No, it won’t. It’s not the job title or credentials that causes failure. It is the organization that leads failure.

Scrum, Agile, Computer Science, Engineering, and Reducing Risk

Scrum and Agile are becoming increasingly popular, as noted by LinkedIn’s top 10 careers for 2017. The reason is because Scrum and Agile are the most effective risk mitigation strategies we know for software development.

The complexity of large software products dwarfs the complexity of traditional engineering projects like bridges and buildings.

Now, a bridge and all the engineering complexity required to keep it safe is serious and safety is critical. In fact, a Quebec bridge disaster inspired the Ritual of the Calling of the Engineer (written by Rudyard Kipling) and the iron ring. But, in terms of design and engineering, software is far more complex.

Complex engineering infrastructure like transportation systems, the power grid or pipeline networks would be unmanageable without the far more complex software used to manage these systems. (Image: Shanghai Nanpu Bridge)

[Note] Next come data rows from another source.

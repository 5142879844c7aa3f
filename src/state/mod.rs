//! Local state: restore job records and run reports.
//!
//! Everything lives under one state directory (a temp directory by
//! default). Records are plain JSON so they can be inspected by hand.

mod manager;

pub use manager::{JobStore, write_atomic};

use std::path::PathBuf;

/// Default state directory: `$TMPDIR/stackpilot`
pub fn default_state_dir() -> PathBuf {
    std::env::temp_dir().join("stackpilot")
}
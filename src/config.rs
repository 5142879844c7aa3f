//! Timing and retry configuration.
//!
//! Every knob has a default, may be overridden through a `STACKPILOT_*`
//! environment variable, and is finally overridden by the matching command
//! line flag. Environment values are clamped to a sane maximum rather than
//! rejected.

use crate::stack::{DeployPolicy, TeardownPolicy};
use std::time::Duration;

/// Upper bound for `max_retries`
pub const MAX_RETRIES_LIMIT: u32 = 20;
/// Upper bound for any delay or interval, in seconds
pub const MAX_INTERVAL_SECS: u64 = 600;
/// Upper bound for the teardown budget, in seconds (4 hours)
pub const MAX_TEARDOWN_TIMEOUT_SECS: u64 = 4 * 60 * 60;

/// Timing configuration shared by every command
#[derive(Debug, Clone, PartialEq, Eq)]
pub struct OperationConfig {
    /// Deploy retries after the first attempt
    pub max_retries: u32,
    /// Sleep between deploy attempts
    pub retry_delay: Duration,
    /// Sleep between teardown status checks
    pub poll_interval: Duration,
    /// Total teardown budget per stack
    pub teardown_timeout: Duration,
    /// Timeout applied to each single `aws` invocation
    pub aws_call_timeout: Duration,
}

impl Default for OperationConfig {
    fn default() -> Self {
        Self {
            max_retries: 3,
            retry_delay: Duration::from_secs(30),
            poll_interval: Duration::from_secs(15),
            teardown_timeout: Duration::from_secs(1800),
            // Long enough for `cloudformation deploy`, which waits for the changeset
            aws_call_timeout: Duration::from_secs(3600),
        }
    }
}

impl OperationConfig {
    /// Parse a number from an environment variable, clamped to `max`.
    ///
    /// Unset or unparsable values fall back to `default`.
    fn parse_env_clamped<T>(var_name: &str, default: T, max: T) -> T
    where
        T: std::str::FromStr + Ord,
    {
        std::env::var(var_name)
            .ok()
            .and_then(|s| s.trim().parse::<T>().ok())
            .map(|v| v.min(max))
            .unwrap_or(default)
    }

    fn secs_from_env(var_name: &str, default: Duration, max_secs: u64) -> Duration {
        Duration::from_secs(Self::parse_env_clamped(var_name, default.as_secs(), max_secs))
    }

    /// Create config from environment variables with fallback to defaults
    pub fn from_env() -> Self {
        let defaults = Self::default();
        Self {
            max_retries: Self::parse_env_clamped(
                "STACKPILOT_MAX_RETRIES",
                defaults.max_retries,
                MAX_RETRIES_LIMIT,
            ),
            retry_delay: Self::secs_from_env(
                "STACKPILOT_RETRY_DELAY_SECS",
                defaults.retry_delay,
                MAX_INTERVAL_SECS,
            ),
            poll_interval: Self::secs_from_env(
                "STACKPILOT_POLL_INTERVAL_SECS",
                defaults.poll_interval,
                MAX_INTERVAL_SECS,
            ),
            teardown_timeout: Self::secs_from_env(
                "STACKPILOT_TEARDOWN_TIMEOUT_SECS",
                defaults.teardown_timeout,
                MAX_TEARDOWN_TIMEOUT_SECS,
            ),
            aws_call_timeout: Self::secs_from_env(
                "STACKPILOT_AWS_CALL_TIMEOUT_SECS",
                defaults.aws_call_timeout,
                MAX_TEARDOWN_TIMEOUT_SECS,
            ),
        }
    }

    /// Validate values that came from flags rather than the environment
    pub fn validate(&self) -> Result<(), String> {
        if self.max_retries > MAX_RETRIES_LIMIT {
            return Err(format!(
                "max_retries too high: {} (max: {MAX_RETRIES_LIMIT})",
                self.max_retries
            ));
        }
        if self.retry_delay.as_secs() > MAX_INTERVAL_SECS {
            return Err(format!(
                "retry_delay too long: {}s (max: {MAX_INTERVAL_SECS}s)",
                self.retry_delay.as_secs()
            ));
        }
        if self.poll_interval.is_zero() {
            return Err("poll_interval must be at least 1s".to_string());
        }
        if self.poll_interval.as_secs() > MAX_INTERVAL_SECS {
            return Err(format!(
                "poll_interval too long: {}s (max: {MAX_INTERVAL_SECS}s)",
                self.poll_interval.as_secs()
            ));
        }
        if self.teardown_timeout.is_zero() {
            return Err("teardown timeout must be at least 1s".to_string());
        }
        if self.teardown_timeout.as_secs() > MAX_TEARDOWN_TIMEOUT_SECS {
            return Err(format!(
                "teardown timeout too long: {}s (max: {MAX_TEARDOWN_TIMEOUT_SECS}s)",
                self.teardown_timeout.as_secs()
            ));
        }
        if self.aws_call_timeout.is_zero() {
            return Err("aws call timeout must be at least 1s".to_string());
        }
        Ok(())
    }

    /// Deploy retry policy
    pub fn deploy_policy(&self) -> DeployPolicy {
        DeployPolicy {
            max_retries: self.max_retries,
            retry_delay: self.retry_delay,
        }
    }

    /// Teardown polling policy
    pub fn teardown_policy(&self) -> TeardownPolicy {
        TeardownPolicy {
            poll_interval: self.poll_interval,
            timeout: self.teardown_timeout,
        }
    }
}
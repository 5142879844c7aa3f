//! Run reports for deploy and teardown.
//!
//! One JSON file per run under `<state_dir>/reports/`. When a report bucket
//! is configured the file is also copied to S3; that upload is the only
//! failure stackpilot swallows.

use crate::aws::{AwsRunner, S3Client};
use crate::error::{OpsError, Result, StackError};
use crate::state::write_atomic;
use chrono::{DateTime, Utc};
use serde::{Deserialize, Serialize};
use std::path::{Path, PathBuf};

/// What happened to one stack during a run
#[derive(Debug, Clone, PartialEq, Serialize, Deserialize)]
pub struct StackRunRecord {
    /// Plan component
    pub component: String,
    /// Full stack name
    pub stack_name: String,
    /// `deployed`, `deleted`, `failed`, `timeout`, `planned` or `skipped`
    pub outcome: String,
    /// Deploy attempts made (0 for teardown, or when no deploy call ran)
    pub attempts: u32,
    /// Last status seen
    #[serde(skip_serializing_if = "Option::is_none")]
    pub final_status: Option<String>,
    /// Wall-clock seconds spent on this stack
    pub elapsed_secs: f64,
    /// Error message when the stack failed
    #[serde(skip_serializing_if = "Option::is_none")]
    pub error: Option<String>,
}

impl StackRunRecord {
    /// Record for a stack whose deploy returned `error`
    pub fn deploy_failure(
        component: &str,
        stack_name: &str,
        error: &OpsError,
        elapsed_secs: f64,
    ) -> Self {
        let final_status = match error {
            OpsError::Stack(StackError::NonRecoverableState { status, .. }) => Some(status.clone()),
            _ => None,
        };
        Self {
            component: component.to_string(),
            stack_name: stack_name.to_string(),
            outcome: "failed".to_string(),
            attempts: error.deploy_attempts().unwrap_or(0),
            final_status,
            elapsed_secs,
            error: Some(error.to_string()),
        }
    }
}

/// Record of one deploy or teardown invocation
#[derive(Debug, Clone, Serialize, Deserialize)]
pub struct RunReport {
    /// Unique run identifier
    pub run_id: String,
    /// `deploy` or `teardown`
    pub command: String,
    /// Plan project
    pub project: String,
    /// Target environment
    pub environment: String,
    /// Start time
    pub started_at: DateTime<Utc>,
    /// Set by [`RunReport::finish`]
    #[serde(skip_serializing_if = "Option::is_none")]
    pub finished_at: Option<DateTime<Utc>>,
    /// Per-stack records, in processing order
    pub stacks: Vec<StackRunRecord>,
}

impl RunReport {
    /// Start a report now
    pub fn start(command: &str, project: &str, environment: &str) -> Self {
        let started_at = Utc::now();
        let suffix = uuid::Uuid::new_v4().simple().to_string();
        Self {
            run_id: format!(
                "{command}-{}-{}",
                started_at.format("%Y%m%d-%H%M%S"),
                &suffix[..8]
            ),
            command: command.to_string(),
            project: project.to_string(),
            environment: environment.to_string(),
            started_at,
            finished_at: None,
            stacks: Vec::new(),
        }
    }

    /// Append a stack record
    pub fn record(&mut self, record: StackRunRecord) {
        self.stacks.push(record);
    }

    /// Stamp the finish time
    pub fn finish(&mut self) {
        self.finished_at = Some(Utc::now());
    }

    /// Write to `<state_dir>/reports/<run_id>.json` and return the path
    pub fn write(&self, state_dir: &Path) -> Result<PathBuf> {
        let path = state_dir.join("reports").join(format!("{}.json", self.run_id));
        let json = serde_json::to_vec_pretty(self)?;
        write_atomic(&path, &json)?;
        log::debug!("Run report written to {}", path.display());
        Ok(path)
    }

    /// Object key used when shipping to S3
    pub fn s3_key(&self) -> String {
        format!(
            "stackpilot/{}/{}/{}.json",
            self.project, self.environment, self.run_id
        )
    }
}

/// Upload a written report. Failures are logged and otherwise ignored.
pub async fn ship<R: AwsRunner>(
    aws: &R,
    region: Option<String>,
    bucket: &str,
    report: &RunReport,
    path: &Path,
) -> bool {
    let key = report.s3_key();
    match S3Client::new(aws, region).upload(path, bucket, &key).await {
        Ok(()) => {
            log::info!("Run report shipped to s3://{bucket}/{key}");
            true
        }
        Err(e) => {
            log::warn!("Could not ship run report to s3://{bucket}/{key}: {e}");
            false
        }
    }
}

I have worked with brilliant people with advanced degrees in engineering and computer science. I have also worked with brilliant people who came to the world of software development from the fields of music and psychology. I have admired the huge talents of developers whose only education was through learning on their own. In one company I managed the senior product designer had a high school degree. His colleagues thought he was brilliant and so did I.

Bill Gates failed to complete his first year at Harvard. Does that make him any less of a person?

The Fail of Engineering & Software Without Organizational Change

The ideas in the original article were tried over and over for decades and they failed.

Companies like Google, Apple, Uber and Tesla are moving faster as they continually create tomorrow’s products today, while sleepy manufacturers take 4 years to release a new car that is the same as the old car.

I know this because these companies call me. They want to know how to work like Google and Facebook so they can innovate faster AND build quality in. Why should a farmer sit in a combine all day just to point it down a row of grain when it is possible to automate the machine’s navigation?

Smart People Seek to Make an Impact

A friend quit mechanical engineering after he learned that effectively all of the engineering calculations he had to do to design most components at his employer had been done in the 1940s and were published in tables. He went into IT because the work was more interesting to him since it was new and the problems weren’t solved.

One of my clients makes pacemakers and they use Scrum to build the software that resides in the pacemaker. They use Scrum and automated testing to demonstrate to the FDA that with every iteration (1 to 4 weeks) the working system has no bugs or defects.

Most of the failures cited in this article were failure of management to:

  1. understand technology
  2. empathize with the challenges of building and maintaining complex systems
  3. give staff the time to build quality in

Instead we see management treat IT and software development as purely a cost center without a clear connection to return on investment (ROI). This creates a “cheaper is better” mentality that causes huge dysfunction and waste (see my video on the $8 billion spent on the botched healthcare.gov rollout, a website saved by using Agile techniques and engineers from Google).

There are many problems you can’t engineer or code your way out of.

Organizational Change or Bust

Systems thinking and organizational design are potential solutions to fix the issues mentioned in the article. Many of these problems are rooted in managers making decisions about how the work should be done when they themselves are disconnected from how the work gets done. Would you appreciate having a hospital administrator instruct the surgeon on how to perform surgery on you? Probably only if the administrator is also an expert on your procedure.

Peter Senge wrote about systems thinking and organizational design years ago in the Fifth Discipline. There is no excuse to waste months and years and blame entire job functions when talented engineers, software developers, business managers, and others can create and deliver consumable, useful products as a team, every single week under a different organizational approach.